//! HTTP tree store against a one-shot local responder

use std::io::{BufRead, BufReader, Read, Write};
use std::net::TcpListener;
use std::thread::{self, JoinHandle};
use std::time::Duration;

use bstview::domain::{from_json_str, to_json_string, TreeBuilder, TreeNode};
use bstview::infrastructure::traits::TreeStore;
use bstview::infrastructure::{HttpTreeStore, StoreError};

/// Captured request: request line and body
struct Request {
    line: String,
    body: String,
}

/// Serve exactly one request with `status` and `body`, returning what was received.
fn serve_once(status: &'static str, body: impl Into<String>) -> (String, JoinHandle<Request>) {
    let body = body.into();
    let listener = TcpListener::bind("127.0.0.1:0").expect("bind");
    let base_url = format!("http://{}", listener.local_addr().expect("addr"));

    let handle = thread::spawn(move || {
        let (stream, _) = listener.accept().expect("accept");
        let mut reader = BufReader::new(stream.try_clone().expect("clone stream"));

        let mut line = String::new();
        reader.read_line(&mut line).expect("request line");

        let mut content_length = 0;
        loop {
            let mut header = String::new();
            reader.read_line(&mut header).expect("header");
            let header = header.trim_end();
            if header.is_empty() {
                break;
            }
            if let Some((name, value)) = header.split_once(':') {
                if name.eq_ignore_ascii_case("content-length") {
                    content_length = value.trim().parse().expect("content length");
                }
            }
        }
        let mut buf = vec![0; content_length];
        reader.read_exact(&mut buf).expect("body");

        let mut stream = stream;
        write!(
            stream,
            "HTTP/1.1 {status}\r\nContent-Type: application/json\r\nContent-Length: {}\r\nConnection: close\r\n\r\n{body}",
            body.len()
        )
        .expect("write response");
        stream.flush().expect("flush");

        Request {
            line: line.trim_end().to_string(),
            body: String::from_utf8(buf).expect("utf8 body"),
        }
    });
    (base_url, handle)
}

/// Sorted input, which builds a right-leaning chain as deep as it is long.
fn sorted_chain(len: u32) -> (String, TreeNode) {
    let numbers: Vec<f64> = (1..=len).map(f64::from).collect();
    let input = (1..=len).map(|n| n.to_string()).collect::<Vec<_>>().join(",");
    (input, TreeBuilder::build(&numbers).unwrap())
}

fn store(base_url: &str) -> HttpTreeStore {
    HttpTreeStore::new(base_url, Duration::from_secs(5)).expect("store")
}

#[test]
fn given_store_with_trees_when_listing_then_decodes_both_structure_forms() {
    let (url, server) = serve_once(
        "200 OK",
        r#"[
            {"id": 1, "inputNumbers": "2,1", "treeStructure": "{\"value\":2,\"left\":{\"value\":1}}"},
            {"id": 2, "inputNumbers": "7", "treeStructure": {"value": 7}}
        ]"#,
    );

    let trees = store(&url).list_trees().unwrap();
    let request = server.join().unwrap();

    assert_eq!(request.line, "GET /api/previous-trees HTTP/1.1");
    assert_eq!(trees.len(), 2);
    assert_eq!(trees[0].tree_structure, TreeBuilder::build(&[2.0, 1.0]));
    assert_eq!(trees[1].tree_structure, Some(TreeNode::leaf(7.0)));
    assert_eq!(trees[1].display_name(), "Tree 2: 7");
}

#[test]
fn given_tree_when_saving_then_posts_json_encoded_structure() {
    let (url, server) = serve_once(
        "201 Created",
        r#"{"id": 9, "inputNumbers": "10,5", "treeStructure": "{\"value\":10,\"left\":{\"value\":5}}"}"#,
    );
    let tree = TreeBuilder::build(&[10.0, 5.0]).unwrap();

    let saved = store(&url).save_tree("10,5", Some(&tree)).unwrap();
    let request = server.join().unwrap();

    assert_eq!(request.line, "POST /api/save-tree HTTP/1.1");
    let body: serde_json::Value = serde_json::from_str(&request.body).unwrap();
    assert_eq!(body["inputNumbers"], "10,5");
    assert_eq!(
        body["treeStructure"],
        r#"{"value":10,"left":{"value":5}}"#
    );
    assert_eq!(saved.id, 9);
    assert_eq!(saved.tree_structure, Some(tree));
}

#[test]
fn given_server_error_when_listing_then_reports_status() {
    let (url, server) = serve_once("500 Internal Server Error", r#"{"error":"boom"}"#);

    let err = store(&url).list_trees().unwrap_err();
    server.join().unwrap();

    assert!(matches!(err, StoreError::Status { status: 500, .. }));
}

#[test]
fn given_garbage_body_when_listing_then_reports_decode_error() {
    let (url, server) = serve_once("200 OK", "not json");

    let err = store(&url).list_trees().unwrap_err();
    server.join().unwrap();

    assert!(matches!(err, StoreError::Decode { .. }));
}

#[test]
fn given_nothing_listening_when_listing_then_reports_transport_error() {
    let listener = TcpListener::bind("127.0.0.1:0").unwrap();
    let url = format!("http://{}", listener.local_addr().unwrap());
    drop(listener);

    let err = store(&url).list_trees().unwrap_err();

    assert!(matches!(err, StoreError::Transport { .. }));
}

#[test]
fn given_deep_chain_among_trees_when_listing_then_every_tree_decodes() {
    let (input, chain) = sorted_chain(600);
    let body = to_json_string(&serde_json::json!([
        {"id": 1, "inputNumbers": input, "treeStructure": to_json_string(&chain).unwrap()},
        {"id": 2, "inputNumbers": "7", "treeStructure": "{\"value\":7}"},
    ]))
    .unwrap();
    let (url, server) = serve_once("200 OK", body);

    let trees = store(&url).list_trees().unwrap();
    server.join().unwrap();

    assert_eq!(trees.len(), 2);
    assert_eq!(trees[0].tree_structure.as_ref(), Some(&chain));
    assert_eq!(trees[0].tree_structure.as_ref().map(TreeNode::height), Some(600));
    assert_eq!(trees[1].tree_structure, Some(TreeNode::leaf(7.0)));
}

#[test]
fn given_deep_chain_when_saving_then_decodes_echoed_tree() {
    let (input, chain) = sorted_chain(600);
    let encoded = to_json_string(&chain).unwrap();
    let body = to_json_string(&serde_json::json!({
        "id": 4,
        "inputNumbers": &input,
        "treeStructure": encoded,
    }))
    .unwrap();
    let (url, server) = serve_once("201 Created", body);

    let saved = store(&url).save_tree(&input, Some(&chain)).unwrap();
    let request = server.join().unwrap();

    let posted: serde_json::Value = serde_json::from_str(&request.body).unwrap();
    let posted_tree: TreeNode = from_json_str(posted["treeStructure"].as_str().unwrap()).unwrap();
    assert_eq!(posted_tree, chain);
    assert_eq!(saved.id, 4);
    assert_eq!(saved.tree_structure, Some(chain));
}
...
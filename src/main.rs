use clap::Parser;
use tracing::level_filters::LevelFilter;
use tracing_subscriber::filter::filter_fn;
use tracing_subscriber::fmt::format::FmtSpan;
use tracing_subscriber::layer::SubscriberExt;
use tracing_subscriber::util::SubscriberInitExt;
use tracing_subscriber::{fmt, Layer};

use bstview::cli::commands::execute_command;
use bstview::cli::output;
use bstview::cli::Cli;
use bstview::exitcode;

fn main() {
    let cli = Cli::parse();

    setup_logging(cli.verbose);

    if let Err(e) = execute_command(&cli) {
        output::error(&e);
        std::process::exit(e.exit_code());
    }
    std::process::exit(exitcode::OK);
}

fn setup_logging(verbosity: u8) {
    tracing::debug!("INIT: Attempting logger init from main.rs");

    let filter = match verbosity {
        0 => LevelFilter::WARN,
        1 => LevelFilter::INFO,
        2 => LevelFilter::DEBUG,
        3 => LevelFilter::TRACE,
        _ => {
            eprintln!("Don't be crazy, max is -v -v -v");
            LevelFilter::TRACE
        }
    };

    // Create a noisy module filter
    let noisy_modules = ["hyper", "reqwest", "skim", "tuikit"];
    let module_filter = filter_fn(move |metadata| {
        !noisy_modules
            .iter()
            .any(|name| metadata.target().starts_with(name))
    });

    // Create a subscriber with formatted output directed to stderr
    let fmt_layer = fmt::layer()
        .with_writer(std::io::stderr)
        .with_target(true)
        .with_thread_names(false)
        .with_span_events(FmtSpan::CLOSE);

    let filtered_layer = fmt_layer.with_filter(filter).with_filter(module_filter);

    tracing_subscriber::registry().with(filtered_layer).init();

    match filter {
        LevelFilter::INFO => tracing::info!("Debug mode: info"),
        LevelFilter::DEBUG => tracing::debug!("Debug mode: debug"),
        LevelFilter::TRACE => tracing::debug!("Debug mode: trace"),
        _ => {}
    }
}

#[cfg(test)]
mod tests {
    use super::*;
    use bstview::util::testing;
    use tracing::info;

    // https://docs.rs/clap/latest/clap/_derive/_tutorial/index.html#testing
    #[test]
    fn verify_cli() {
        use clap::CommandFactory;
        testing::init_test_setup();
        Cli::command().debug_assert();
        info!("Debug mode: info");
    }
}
--
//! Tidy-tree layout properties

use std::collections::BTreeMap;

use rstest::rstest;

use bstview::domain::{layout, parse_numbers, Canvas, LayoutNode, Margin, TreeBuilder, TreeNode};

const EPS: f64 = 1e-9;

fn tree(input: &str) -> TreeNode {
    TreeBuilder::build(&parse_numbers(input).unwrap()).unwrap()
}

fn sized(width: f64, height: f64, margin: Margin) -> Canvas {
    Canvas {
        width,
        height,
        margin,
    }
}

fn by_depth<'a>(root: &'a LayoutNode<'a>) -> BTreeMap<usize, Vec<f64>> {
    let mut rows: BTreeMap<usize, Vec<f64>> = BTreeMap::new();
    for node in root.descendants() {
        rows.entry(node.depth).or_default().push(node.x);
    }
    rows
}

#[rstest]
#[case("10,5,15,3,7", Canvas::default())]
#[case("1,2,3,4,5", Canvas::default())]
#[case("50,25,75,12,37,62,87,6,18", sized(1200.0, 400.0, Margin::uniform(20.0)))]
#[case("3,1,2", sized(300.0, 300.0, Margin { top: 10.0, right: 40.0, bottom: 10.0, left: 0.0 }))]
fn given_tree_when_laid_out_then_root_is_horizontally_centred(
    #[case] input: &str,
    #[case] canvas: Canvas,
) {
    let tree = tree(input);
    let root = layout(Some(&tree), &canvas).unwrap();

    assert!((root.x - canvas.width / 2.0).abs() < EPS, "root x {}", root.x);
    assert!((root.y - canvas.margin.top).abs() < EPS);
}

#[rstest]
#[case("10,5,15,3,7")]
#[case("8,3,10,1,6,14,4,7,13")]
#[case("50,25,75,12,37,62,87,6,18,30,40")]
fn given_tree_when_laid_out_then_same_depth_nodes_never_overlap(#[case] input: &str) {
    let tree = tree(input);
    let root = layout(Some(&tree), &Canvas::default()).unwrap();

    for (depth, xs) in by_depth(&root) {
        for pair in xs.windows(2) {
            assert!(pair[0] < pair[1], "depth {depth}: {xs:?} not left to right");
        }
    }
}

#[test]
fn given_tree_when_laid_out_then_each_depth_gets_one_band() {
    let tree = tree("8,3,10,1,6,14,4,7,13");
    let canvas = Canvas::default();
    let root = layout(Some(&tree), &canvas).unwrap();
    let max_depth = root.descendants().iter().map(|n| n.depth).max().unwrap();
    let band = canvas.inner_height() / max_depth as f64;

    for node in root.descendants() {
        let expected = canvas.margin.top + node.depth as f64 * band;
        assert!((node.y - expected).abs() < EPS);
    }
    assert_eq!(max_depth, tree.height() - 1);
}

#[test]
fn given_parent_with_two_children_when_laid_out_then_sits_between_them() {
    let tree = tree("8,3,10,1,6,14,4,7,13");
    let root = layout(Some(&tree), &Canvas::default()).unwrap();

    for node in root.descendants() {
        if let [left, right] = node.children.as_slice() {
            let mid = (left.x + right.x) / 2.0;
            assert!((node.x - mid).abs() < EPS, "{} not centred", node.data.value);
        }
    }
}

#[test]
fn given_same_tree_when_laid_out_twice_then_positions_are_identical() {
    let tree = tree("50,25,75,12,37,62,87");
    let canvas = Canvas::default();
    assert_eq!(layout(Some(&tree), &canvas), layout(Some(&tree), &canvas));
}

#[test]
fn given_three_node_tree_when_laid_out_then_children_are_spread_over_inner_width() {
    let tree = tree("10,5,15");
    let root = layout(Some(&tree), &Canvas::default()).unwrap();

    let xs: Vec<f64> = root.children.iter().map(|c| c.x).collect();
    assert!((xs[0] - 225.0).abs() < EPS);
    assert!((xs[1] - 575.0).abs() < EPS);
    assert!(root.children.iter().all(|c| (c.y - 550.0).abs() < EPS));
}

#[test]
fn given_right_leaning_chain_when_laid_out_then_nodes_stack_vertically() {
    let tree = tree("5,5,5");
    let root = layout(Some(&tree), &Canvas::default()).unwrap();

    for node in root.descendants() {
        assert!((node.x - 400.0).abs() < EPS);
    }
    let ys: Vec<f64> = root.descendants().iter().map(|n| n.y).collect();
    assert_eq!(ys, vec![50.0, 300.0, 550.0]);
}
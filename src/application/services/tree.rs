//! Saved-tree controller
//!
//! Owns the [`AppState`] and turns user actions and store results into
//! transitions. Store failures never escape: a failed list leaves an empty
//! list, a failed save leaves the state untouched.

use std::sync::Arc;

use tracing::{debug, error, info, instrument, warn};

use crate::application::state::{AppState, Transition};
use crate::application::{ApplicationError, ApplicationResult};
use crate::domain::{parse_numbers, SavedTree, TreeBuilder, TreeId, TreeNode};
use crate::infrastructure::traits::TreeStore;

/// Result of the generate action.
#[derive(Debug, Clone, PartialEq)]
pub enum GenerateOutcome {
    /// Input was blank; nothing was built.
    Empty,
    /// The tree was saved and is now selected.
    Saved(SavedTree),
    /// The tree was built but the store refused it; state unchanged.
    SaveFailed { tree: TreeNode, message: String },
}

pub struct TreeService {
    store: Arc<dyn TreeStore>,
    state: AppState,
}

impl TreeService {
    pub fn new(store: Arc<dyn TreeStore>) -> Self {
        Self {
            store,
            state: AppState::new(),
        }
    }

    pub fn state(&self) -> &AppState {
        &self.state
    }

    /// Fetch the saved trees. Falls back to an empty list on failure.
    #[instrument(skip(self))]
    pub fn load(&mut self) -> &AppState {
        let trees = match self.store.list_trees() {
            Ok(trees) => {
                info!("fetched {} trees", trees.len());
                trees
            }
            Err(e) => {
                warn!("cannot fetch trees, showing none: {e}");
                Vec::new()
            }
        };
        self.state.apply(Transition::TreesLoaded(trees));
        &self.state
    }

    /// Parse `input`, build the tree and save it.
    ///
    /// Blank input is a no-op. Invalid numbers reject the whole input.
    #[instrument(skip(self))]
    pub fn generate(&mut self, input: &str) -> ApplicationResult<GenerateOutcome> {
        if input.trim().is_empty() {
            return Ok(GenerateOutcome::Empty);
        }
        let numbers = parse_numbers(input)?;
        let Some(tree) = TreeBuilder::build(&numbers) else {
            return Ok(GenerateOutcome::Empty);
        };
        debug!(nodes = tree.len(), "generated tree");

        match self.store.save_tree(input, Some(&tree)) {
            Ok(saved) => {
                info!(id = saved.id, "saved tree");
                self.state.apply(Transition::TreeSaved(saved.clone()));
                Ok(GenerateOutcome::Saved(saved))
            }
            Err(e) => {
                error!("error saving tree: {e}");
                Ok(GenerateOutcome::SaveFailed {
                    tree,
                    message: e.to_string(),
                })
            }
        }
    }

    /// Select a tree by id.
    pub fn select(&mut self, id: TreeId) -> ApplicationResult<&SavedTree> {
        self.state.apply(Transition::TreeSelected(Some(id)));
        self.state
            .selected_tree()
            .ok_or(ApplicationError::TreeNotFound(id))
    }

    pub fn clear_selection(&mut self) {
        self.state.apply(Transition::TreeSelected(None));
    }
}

> [Task instructions]:
Lines in the listing above that contain the word "process" must be copied; leave out the rest.

> [Solution to this problem]:
        std::process::exit(e.exit_code());
    std::process::exit(exitcode::OK);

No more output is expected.